"Wealth",more commonly known as "The Gospel of Wealth" is an article written by Andrew Carnegie in 1889 that describes the responsibility of philanthropy by the new upper class of self-made rich. The central thesis of Carnegie's essay was the peril of allowing large sums of money to be passed into the hands of persons or organizations ill-equipped mentally or emotionally to cope with them.
And apparently Mr. Carnegie hated America, too:
In Wealth, Carnegie examines the modes of distributing accumulated wealth and capital to the communities it originates from. He preached that ostentatious living and amassing private treasures was wrong. He praised the high British taxes on the estates of dead millionaires, remarking that "By taxing estates heavily at death the State marks its condemnation of the selfish millionaire's unworthy life. It is desirable that nations should go much further in this direction." His "gospel of wealth" earned much praise, but did not win many converts.That he didn't win converts doesn't surprise me. But I've always had a soft spot in my heart for the old robber baron, because of his libraries:
Carnegie put his philosophy into practice through a program of gifts to endow public libraries, known as 'Carnegie libraries' in cities and towns throughout the United States and the English-speaking world, with the idea that he was thus providing people with the tools to better themselves.
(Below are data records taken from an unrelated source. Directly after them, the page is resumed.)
//! Calendar periods for the `x-expires-after` extension
//!
//! A period is written `<amount>-<unit>`, e.g. `90-days` or `1-years`. The
//! whole value must match; units are case-sensitive.

use alloc::string::String;
use core::fmt;
use core::str::FromStr;
use serde::{Deserialize, Serialize};

use crate::error::{Result, RuleError};

/// Unit of a [`Period`]
#[derive(Debug, Clone, Copy, PartialEq, Eq, Hash, PartialOrd, Ord)]
pub enum PeriodUnit {
    /// `days`
    Days,
    /// `weeks`
    Weeks,
    /// `months`
    Months,
    /// `years`
    Years,
}

impl PeriodUnit {
    /// Resolve a unit name (case-sensitive, plural form only)
    #[must_use]
    pub fn from_name(name: &str) -> Option<Self> {
        match name {
            "days" => Some(Self::Days),
            "weeks" => Some(Self::Weeks),
            "months" => Some(Self::Months),
            "years" => Some(Self::Years),
            _ => None,
        }
    }

    /// The unit's name as written in rule strings
    #[must_use]
    pub const fn name(self) -> &'static str {
        match self {
            Self::Days => "days",
            Self::Weeks => "weeks",
            Self::Months => "months",
            Self::Years => "years",
        }
    }
}

impl fmt::Display for PeriodUnit {
    fn fmt(&self, f: &mut fmt::Formatter<'_>) -> fmt::Result {
        f.write_str(self.name())
    }
}

/// An amount of calendar time, kept in the unit it was written in
///
/// `3-months` stays three months; it is not normalized to days because
/// months and years have no fixed length.
#[derive(Debug, Clone, Copy, PartialEq, Eq, Hash, Serialize, Deserialize)]
#[serde(into = "String", try_from = "String")]
pub struct Period {
    amount: u32,
    unit: PeriodUnit,
}

impl Period {
    /// Create a period
    #[must_use]
    pub const fn new(amount: u32, unit: PeriodUnit) -> Self {
        Self { amount, unit }
    }

    /// A period of `amount` days
    #[must_use]
    pub const fn days(amount: u32) -> Self {
        Self::new(amount, PeriodUnit::Days)
    }

    /// A period of `amount` weeks
    #[must_use]
    pub const fn weeks(amount: u32) -> Self {
        Self::new(amount, PeriodUnit::Weeks)
    }

    /// A period of `amount` months
    #[must_use]
    pub const fn months(amount: u32) -> Self {
        Self::new(amount, PeriodUnit::Months)
    }

    /// A period of `amount` years
    #[must_use]
    pub const fn years(amount: u32) -> Self {
        Self::new(amount, PeriodUnit::Years)
    }

    /// Number of units
    #[must_use]
    pub const fn amount(&self) -> u32 {
        self.amount
    }

    /// The unit
    #[must_use]
    pub const fn unit(&self) -> PeriodUnit {
        self.unit
    }

    /// Parse `<digits>-<unit>`
    ///
    /// # Errors
    ///
    /// Returns `RuleError::InvalidPeriod` if the amount is not all ASCII
    /// digits, overflows `u32`, or the unit is not one of `days`, `weeks`,
    /// `months`, `years`.
    ///
    /// # Example
    ///
    /// ```
    /// use core_rules::period::{Period, PeriodUnit};
    ///
    /// let period = Period::parse("3-months").unwrap();
    /// assert_eq!(period.amount(), 3);
    /// assert_eq!(period.unit(), PeriodUnit::Months);
    ///
    /// assert!(Period::parse("3-fortnights").is_err());
    /// assert!(Period::parse("3-Months").is_err());
    /// ```
    pub fn parse(value: &str) -> Result<Self> {
        let invalid = || RuleError::InvalidPeriod(value.into());

        let (amount, unit) = value.split_once('-').ok_or_else(invalid)?;

        if amount.is_empty() || !amount.bytes().all(|b| b.is_ascii_digit()) {
            return Err(invalid());
        }
        let amount = amount.parse::<u32>().map_err(|_| invalid())?;
        let unit = PeriodUnit::from_name(unit).ok_or_else(invalid)?;

        Ok(Self { amount, unit })
    }
}

impl fmt::Display for Period {
    fn fmt(&self, f: &mut fmt::Formatter<'_>) -> fmt::Result {
        write!(f, "{}-{}", self.amount, self.unit)
    }
}

impl FromStr for Period {
    type Err = RuleError;

    fn from_str(s: &str) -> Result<Self> {
        Self::parse(s)
    }
}

impl From<Period> for String {
    fn from(period: Period) -> Self {
        alloc::format!("{}", period)
    }
}

impl TryFrom<String> for Period {
    type Error = RuleError;

    fn try_from(s: String) -> Result<Self> {
        Self::parse(&s)
    }
}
In order to ensure that his gifts would not be wasted, he stipulated that the municipality must pass an ordinance establishing a tax to support the library's ongoing operating costs after the initial grant provided the costs for building and equipping the library.The library in my home town was a "Carnegie library." For years, I just figured that was the name, like "First State Bank" or "Joe's Cleaners." I spent many hours in that building, winter and summer, and read my way through as much of it as I could. It provided me with the tools to better myself, so it fulfilled Mr. Carnegie's plan.
After several communities squandered their grants on extravagant buildings, Carnegie established a system of architectural guidelines that mandated simplicity and functionality.
Note that Mr. Carnegie's argument was a moral one: the selfish millionaire deserved to have his money distributed to society upon his death, since he hoarded his wealth in life. There are faint echoes of Dickens and Scrooge there. Today, of course, it is a mark of your morality that you are rich. It is the poor who endanger our financial stability.
Same as it ever was.
Interesting, but not surprising, that his "Gospel of Wealth" took on a meaning completely opposite to the one he intended.